Saved entries
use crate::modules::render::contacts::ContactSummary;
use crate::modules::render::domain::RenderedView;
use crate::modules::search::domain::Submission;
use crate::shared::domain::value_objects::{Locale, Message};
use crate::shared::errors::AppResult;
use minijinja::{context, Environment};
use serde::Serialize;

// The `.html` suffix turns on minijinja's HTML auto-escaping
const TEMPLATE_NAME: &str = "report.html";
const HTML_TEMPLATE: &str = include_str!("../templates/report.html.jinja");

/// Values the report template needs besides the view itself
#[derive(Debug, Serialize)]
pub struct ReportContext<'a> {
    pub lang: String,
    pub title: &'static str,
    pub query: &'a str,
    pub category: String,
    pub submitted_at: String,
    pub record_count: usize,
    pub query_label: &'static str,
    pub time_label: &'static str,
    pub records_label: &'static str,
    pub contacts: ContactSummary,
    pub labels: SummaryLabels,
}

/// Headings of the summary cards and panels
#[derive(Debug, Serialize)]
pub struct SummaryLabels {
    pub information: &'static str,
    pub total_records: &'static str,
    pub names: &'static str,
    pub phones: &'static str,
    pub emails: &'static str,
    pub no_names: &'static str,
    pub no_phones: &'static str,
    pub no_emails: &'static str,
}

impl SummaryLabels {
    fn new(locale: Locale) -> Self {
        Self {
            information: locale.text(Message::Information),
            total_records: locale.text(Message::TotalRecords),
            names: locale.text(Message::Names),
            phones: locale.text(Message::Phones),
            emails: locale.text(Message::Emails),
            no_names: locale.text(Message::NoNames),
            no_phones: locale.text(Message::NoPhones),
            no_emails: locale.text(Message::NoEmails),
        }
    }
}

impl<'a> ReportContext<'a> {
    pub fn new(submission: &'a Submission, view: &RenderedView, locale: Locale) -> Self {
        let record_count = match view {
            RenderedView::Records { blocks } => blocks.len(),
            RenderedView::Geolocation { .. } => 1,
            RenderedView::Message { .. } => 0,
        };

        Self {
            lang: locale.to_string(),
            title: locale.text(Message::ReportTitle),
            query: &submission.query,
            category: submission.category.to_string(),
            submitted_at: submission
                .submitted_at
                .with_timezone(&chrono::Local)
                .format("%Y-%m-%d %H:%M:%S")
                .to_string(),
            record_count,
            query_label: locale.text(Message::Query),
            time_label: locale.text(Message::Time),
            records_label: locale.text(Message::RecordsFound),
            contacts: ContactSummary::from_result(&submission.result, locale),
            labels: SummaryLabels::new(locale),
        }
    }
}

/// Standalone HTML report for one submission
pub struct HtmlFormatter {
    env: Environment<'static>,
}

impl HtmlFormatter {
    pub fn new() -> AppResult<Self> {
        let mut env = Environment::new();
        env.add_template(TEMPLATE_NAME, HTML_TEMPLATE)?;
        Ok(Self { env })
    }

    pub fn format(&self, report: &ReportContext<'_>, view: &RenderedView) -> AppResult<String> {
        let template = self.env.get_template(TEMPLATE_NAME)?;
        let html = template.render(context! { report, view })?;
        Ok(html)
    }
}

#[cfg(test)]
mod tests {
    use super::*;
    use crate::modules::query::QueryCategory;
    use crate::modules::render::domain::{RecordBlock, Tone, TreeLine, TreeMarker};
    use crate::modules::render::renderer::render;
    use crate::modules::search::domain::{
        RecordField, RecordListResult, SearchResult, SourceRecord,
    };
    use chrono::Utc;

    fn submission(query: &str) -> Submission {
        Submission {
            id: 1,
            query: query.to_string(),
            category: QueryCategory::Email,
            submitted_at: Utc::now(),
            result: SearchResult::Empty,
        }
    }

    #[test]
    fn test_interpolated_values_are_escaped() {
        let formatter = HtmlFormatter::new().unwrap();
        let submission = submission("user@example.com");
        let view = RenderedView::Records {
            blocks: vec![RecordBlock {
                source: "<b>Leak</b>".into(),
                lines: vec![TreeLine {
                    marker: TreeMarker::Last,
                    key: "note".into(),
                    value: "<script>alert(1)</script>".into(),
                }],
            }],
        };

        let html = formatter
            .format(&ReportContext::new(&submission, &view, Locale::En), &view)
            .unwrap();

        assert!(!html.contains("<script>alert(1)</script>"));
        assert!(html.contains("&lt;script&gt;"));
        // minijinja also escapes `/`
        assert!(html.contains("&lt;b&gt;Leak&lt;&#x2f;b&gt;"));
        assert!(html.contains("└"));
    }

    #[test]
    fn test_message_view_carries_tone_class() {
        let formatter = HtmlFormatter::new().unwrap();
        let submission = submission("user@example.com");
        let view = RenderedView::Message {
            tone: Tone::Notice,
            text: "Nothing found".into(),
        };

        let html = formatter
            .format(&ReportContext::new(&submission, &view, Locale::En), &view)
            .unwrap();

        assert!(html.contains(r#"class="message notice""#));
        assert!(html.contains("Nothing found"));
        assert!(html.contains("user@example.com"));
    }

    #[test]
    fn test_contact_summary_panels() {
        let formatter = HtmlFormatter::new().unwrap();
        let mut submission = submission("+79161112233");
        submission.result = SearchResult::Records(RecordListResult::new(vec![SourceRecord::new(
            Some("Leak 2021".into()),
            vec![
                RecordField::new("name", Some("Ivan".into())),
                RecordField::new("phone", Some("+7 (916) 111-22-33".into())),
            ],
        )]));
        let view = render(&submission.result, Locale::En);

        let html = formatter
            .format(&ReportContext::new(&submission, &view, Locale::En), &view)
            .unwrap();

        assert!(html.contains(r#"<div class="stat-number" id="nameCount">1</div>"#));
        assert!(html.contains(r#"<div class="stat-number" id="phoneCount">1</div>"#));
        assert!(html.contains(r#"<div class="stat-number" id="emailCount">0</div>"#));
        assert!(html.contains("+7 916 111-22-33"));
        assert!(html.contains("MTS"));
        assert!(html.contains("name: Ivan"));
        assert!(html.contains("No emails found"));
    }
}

* * *

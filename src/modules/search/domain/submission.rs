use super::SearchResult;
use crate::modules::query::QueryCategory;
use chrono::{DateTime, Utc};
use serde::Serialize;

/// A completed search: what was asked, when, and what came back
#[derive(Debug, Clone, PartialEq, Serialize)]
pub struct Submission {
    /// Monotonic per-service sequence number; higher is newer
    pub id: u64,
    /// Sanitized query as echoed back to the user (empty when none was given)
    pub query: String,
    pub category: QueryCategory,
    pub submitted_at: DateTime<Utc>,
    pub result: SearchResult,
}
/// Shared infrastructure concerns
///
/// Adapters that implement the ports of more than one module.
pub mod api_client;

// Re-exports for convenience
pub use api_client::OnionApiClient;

---

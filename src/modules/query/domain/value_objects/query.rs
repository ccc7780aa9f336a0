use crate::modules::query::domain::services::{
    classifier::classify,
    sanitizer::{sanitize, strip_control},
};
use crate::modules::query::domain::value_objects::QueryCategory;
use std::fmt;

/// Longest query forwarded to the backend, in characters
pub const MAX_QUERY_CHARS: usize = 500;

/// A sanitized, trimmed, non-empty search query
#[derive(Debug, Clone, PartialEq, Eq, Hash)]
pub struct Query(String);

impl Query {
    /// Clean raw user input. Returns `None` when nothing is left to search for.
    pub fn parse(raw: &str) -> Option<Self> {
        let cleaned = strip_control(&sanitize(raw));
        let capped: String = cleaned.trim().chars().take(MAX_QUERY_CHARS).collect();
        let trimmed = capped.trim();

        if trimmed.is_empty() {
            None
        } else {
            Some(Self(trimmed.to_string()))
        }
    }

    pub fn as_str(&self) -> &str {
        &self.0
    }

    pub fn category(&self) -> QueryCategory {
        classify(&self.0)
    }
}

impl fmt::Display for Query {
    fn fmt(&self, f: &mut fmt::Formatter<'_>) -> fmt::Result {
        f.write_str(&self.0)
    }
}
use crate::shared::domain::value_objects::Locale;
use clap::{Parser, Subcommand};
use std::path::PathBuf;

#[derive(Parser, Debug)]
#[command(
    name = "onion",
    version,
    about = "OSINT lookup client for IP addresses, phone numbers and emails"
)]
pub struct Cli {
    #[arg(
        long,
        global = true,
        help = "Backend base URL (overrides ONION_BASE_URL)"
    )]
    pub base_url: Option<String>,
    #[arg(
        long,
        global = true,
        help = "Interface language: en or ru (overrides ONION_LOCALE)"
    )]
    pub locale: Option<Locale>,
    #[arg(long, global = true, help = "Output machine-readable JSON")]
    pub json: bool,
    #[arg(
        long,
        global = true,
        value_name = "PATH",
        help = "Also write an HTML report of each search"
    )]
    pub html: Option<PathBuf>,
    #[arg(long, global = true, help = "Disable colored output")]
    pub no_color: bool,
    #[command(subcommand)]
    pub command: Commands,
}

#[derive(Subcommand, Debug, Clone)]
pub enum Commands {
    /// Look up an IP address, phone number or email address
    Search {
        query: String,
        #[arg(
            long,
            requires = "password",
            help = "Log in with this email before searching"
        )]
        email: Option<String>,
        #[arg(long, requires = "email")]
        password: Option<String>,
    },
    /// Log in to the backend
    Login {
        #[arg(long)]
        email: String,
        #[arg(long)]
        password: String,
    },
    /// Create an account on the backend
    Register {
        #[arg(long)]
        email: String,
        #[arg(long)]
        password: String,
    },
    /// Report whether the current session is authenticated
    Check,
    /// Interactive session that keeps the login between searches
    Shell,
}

## Action item
Which lines in the data hold the string "script"? Copy each of them.

## Solution to this exercise
                    value: "<script>alert(1)</script>".into(),
        assert!(!html.contains("<script>alert(1)</script>"));
        assert!(html.contains("&lt;script&gt;"));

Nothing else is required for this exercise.